▶ _What you will do_: When a line of the entries contains the word "PipelineConfig", report that line.

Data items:
■ ■ ■ ■
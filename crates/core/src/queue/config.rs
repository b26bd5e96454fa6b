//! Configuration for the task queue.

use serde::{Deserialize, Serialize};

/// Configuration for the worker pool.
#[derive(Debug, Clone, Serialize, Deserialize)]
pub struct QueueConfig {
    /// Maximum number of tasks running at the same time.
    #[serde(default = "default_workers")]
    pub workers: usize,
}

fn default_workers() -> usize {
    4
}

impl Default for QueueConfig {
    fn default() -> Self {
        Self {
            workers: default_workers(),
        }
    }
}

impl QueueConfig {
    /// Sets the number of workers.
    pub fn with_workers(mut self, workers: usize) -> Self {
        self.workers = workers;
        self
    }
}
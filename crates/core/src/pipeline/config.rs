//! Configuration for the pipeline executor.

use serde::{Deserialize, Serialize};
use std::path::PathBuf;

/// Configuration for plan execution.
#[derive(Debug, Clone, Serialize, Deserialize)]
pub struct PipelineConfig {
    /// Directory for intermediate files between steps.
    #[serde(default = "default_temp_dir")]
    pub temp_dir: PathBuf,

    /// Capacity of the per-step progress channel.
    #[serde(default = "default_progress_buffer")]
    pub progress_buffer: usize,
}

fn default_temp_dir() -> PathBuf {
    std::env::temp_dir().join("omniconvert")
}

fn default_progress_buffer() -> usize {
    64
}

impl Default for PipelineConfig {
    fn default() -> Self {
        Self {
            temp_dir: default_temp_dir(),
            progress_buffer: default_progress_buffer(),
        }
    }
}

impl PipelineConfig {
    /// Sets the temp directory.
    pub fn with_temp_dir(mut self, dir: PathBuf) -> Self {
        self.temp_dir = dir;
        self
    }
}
■ ■ ■ ■
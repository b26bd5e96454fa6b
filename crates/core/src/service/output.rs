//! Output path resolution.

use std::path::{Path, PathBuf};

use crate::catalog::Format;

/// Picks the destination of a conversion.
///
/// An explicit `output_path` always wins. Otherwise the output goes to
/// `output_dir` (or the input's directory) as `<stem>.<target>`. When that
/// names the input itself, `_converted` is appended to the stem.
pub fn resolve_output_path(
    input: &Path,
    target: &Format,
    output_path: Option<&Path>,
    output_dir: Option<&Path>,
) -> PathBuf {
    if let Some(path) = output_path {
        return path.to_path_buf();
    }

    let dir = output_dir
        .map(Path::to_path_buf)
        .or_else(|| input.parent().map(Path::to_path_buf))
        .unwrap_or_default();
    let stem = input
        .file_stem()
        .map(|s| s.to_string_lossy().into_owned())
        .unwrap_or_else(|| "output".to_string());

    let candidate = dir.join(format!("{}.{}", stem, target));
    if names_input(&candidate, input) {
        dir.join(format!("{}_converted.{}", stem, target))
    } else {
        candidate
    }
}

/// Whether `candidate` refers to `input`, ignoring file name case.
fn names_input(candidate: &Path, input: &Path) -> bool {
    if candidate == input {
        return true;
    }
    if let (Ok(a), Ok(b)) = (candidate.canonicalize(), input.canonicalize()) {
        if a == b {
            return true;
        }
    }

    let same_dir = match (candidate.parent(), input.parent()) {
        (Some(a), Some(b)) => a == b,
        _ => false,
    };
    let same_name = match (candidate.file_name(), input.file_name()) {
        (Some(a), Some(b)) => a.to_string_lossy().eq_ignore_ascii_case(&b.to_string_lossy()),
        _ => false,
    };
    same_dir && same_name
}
■ ■ ■ ■
▶ _Result below_:
pub struct PipelineConfig {
impl Default for PipelineConfig {
impl PipelineConfig {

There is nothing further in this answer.